(Material provided Opens)
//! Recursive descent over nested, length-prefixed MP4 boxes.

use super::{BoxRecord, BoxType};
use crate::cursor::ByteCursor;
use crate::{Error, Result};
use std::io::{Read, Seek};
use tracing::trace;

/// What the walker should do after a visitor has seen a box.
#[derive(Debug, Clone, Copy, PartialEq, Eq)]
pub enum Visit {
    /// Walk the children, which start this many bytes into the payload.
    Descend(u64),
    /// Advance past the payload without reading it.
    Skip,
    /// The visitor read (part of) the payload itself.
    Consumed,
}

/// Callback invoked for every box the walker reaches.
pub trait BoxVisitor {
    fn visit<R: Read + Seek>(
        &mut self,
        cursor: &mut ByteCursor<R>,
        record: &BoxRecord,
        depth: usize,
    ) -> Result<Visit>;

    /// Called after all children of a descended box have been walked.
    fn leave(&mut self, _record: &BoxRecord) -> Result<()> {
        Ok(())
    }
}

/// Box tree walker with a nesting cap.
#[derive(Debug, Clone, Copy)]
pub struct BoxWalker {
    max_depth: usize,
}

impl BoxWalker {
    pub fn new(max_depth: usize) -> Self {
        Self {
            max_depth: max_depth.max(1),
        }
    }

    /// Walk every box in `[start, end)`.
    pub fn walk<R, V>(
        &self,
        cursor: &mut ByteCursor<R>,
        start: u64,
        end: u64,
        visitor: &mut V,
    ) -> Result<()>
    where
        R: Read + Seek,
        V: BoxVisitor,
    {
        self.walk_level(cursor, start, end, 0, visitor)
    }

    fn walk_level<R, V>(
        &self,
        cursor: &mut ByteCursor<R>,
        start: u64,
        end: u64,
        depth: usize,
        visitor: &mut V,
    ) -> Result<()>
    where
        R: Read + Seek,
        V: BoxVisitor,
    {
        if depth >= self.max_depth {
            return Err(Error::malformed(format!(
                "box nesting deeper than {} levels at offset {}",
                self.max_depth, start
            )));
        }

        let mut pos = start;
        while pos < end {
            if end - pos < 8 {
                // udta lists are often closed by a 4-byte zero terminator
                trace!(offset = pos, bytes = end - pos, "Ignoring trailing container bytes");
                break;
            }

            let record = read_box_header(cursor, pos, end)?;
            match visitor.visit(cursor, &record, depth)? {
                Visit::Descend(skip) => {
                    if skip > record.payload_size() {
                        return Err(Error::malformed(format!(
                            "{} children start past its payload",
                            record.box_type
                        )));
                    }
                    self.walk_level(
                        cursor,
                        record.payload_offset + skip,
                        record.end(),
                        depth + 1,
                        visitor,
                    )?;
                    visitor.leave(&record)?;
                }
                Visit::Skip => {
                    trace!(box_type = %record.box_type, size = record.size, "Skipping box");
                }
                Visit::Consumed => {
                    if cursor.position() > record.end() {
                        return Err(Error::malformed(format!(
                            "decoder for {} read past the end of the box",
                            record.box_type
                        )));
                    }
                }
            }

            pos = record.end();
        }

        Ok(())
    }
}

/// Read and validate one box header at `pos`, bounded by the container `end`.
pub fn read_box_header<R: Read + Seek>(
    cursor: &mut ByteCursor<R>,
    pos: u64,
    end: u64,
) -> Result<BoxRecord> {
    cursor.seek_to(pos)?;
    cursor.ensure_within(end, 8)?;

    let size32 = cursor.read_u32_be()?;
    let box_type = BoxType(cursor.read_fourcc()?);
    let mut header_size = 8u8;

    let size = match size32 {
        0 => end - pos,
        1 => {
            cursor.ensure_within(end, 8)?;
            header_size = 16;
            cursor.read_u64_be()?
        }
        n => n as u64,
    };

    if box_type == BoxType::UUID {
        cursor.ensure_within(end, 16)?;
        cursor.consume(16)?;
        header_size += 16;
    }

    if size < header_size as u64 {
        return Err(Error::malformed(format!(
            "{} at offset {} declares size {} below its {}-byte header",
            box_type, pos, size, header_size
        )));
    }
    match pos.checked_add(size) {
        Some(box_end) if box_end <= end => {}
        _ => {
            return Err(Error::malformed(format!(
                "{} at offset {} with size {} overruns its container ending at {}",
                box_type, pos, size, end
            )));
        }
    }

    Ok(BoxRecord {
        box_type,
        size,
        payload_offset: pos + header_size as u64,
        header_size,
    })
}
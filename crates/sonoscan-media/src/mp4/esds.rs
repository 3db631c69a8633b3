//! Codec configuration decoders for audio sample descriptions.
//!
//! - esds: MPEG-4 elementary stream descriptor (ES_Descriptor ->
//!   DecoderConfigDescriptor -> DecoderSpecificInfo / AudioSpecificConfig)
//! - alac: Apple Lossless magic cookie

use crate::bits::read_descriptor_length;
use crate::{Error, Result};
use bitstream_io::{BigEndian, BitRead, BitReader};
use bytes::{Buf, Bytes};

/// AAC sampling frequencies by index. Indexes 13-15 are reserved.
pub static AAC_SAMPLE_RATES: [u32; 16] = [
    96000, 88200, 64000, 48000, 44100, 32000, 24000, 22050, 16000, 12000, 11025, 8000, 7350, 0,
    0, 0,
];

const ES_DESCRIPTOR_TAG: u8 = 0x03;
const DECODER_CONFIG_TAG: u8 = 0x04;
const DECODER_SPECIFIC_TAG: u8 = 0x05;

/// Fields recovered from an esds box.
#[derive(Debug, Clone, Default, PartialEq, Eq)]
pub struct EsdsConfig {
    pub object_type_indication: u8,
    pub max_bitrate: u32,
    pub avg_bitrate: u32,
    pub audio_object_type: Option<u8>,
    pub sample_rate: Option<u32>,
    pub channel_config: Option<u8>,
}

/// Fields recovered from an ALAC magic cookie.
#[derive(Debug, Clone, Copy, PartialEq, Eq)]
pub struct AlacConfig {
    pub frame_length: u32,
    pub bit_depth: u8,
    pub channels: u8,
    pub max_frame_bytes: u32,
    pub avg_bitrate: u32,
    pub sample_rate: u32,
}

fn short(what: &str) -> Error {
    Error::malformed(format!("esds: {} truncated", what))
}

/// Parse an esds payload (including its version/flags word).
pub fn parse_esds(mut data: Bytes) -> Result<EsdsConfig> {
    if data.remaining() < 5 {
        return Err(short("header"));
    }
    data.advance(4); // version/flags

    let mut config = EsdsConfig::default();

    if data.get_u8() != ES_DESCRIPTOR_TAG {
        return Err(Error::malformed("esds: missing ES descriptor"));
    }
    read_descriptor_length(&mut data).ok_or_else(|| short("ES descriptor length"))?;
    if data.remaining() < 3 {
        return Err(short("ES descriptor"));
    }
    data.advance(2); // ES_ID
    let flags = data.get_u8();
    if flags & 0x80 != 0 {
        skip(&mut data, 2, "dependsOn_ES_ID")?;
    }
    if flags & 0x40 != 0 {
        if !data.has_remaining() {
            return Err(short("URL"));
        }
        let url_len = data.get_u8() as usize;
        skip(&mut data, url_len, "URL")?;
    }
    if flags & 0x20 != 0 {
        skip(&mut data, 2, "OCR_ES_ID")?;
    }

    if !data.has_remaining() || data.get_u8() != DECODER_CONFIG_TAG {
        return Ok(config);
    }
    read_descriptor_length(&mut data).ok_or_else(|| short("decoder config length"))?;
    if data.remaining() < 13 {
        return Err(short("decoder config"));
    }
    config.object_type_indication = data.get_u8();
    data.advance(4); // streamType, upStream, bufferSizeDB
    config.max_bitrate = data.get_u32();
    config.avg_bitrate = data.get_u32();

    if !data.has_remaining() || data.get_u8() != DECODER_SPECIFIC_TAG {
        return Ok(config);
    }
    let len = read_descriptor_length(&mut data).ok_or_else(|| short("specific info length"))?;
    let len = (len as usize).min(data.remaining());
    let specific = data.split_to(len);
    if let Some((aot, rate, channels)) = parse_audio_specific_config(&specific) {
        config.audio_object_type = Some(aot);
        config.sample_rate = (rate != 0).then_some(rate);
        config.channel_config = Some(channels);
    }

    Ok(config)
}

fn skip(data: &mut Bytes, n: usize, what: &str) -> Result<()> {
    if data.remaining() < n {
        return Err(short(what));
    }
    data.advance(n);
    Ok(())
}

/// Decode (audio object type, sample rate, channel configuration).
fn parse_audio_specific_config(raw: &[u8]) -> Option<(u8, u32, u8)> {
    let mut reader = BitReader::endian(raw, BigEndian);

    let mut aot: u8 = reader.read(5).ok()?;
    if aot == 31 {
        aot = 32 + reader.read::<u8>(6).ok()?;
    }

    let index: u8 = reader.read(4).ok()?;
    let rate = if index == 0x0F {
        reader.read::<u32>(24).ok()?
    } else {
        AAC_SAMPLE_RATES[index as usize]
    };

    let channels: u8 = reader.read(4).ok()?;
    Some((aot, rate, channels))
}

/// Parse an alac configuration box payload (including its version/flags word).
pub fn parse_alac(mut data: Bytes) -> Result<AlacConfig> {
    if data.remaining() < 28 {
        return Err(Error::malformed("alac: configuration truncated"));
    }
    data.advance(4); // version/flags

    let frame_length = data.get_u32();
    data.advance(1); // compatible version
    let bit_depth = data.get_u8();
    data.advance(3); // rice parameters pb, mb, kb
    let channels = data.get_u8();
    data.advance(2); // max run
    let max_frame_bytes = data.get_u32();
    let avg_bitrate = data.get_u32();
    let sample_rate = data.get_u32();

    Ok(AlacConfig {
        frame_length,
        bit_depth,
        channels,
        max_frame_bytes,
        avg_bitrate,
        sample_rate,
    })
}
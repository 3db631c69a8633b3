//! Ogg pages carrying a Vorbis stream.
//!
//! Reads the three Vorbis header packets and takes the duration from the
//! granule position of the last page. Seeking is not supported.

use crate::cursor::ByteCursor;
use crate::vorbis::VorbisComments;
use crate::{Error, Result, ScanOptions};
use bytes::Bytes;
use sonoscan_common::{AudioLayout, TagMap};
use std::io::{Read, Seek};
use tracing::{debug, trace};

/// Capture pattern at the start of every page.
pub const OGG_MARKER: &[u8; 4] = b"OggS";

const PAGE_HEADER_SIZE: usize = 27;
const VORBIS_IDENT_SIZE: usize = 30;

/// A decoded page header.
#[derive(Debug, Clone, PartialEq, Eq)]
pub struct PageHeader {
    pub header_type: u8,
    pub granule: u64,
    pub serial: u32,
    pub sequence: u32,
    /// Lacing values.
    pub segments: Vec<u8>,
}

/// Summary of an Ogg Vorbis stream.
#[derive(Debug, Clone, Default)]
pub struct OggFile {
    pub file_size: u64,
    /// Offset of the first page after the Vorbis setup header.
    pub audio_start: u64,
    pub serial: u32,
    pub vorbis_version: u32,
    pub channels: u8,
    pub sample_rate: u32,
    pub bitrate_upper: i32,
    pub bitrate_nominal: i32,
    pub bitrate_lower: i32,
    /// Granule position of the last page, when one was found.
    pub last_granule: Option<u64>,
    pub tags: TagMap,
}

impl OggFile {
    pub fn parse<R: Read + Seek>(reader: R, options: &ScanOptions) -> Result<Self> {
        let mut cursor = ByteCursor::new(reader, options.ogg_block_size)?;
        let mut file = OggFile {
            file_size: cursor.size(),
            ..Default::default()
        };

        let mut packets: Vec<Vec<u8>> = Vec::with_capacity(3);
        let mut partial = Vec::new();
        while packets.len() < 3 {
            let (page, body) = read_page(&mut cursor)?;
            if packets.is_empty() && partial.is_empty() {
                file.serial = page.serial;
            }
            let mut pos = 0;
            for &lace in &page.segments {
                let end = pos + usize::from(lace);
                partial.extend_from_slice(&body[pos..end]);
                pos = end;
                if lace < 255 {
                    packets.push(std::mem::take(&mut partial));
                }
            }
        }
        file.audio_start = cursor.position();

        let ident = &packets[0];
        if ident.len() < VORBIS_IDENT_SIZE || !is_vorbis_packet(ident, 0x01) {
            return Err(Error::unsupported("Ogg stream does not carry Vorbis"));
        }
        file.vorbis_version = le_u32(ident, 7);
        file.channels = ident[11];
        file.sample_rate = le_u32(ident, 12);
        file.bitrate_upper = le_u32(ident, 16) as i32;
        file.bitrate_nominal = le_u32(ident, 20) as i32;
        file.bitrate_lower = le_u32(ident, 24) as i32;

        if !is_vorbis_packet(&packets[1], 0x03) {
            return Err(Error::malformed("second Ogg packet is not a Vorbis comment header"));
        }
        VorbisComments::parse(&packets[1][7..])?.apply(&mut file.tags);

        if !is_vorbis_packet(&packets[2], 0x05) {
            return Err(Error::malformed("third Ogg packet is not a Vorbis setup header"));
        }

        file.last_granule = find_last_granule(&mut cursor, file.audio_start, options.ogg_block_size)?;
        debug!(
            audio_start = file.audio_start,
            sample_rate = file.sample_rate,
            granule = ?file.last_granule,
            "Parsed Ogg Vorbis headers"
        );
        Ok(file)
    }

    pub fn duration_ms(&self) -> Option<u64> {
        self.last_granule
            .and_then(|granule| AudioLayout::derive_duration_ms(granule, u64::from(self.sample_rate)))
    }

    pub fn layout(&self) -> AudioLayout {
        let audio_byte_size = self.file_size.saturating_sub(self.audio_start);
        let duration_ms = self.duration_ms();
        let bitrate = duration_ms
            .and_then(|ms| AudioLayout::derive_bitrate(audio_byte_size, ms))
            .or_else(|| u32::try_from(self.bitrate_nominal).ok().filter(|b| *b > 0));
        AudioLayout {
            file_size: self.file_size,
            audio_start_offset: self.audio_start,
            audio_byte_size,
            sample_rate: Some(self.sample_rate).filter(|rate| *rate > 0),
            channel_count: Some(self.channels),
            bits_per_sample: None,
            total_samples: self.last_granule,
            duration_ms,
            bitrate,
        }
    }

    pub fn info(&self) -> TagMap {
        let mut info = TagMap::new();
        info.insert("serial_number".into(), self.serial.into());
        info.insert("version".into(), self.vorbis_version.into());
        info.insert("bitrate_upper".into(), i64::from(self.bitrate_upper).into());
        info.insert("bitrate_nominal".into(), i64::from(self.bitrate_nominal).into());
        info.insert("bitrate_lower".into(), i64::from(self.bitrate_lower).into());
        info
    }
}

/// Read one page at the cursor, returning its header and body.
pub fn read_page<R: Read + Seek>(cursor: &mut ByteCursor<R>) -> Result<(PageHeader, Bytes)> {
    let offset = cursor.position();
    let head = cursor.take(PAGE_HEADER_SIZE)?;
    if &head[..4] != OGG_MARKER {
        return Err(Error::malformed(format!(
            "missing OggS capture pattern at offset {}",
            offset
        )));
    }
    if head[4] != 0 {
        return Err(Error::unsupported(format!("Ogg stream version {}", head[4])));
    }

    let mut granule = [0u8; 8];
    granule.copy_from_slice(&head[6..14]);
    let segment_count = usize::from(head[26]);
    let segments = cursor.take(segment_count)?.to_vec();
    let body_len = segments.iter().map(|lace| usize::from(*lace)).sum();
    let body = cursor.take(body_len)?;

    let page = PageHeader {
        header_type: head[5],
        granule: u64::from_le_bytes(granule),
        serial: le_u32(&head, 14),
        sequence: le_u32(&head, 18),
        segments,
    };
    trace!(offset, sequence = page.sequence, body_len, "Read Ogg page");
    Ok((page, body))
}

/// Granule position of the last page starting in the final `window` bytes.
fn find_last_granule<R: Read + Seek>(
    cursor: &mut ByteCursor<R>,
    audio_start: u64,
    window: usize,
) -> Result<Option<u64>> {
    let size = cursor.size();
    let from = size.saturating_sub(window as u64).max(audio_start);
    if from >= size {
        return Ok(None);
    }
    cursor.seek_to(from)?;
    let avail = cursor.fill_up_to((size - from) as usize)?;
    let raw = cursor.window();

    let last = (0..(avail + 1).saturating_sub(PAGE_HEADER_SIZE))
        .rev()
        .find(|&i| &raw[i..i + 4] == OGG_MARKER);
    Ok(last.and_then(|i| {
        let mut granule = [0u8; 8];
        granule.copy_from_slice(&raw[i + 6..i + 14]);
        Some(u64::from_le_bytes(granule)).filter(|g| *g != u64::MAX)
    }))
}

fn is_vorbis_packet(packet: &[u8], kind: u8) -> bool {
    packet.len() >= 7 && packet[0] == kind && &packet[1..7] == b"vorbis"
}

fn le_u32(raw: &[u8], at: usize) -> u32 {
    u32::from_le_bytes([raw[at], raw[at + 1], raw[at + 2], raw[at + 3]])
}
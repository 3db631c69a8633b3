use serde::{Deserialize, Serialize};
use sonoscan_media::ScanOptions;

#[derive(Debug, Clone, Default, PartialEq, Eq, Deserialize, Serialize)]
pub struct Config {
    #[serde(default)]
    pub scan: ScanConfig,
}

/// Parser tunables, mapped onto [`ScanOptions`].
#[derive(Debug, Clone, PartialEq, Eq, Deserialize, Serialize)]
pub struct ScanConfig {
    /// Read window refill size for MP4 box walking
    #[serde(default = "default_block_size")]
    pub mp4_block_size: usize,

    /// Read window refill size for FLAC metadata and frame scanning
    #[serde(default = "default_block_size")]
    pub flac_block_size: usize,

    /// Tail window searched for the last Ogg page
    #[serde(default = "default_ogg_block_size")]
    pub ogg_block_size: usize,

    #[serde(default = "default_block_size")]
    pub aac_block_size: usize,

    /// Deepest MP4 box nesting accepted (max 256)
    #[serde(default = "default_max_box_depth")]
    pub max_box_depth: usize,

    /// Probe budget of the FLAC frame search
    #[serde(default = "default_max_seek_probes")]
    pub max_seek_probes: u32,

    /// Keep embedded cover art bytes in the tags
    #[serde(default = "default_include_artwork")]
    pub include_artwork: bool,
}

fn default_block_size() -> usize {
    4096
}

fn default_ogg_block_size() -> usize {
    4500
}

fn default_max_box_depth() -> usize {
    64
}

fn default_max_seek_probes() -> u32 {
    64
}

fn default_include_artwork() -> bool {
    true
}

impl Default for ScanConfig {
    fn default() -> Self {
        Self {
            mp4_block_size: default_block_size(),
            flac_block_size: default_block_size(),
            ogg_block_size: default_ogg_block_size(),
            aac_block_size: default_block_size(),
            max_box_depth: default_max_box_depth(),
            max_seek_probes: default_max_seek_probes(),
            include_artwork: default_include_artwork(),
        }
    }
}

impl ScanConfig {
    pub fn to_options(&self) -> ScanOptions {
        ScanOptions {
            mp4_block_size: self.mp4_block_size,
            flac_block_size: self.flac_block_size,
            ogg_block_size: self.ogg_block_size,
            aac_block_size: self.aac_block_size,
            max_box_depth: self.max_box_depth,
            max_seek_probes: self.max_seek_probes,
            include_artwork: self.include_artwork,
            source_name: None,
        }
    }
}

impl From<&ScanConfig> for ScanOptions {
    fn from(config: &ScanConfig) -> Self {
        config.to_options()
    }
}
(Material provided Closes)
§ What is required: If a line in the data above includes the string "PartialEq", copy it.

§ Task solution:
#[derive(Debug, Clone, Copy, PartialEq, Eq)]
#[derive(Debug, Clone, Default, PartialEq, Eq)]
#[derive(Debug, Clone, Copy, PartialEq, Eq)]
#[derive(Debug, Clone, PartialEq, Eq)]
#[derive(Debug, Clone, Default, PartialEq, Eq, Deserialize, Serialize)]
#[derive(Debug, Clone, PartialEq, Eq, Deserialize, Serialize)]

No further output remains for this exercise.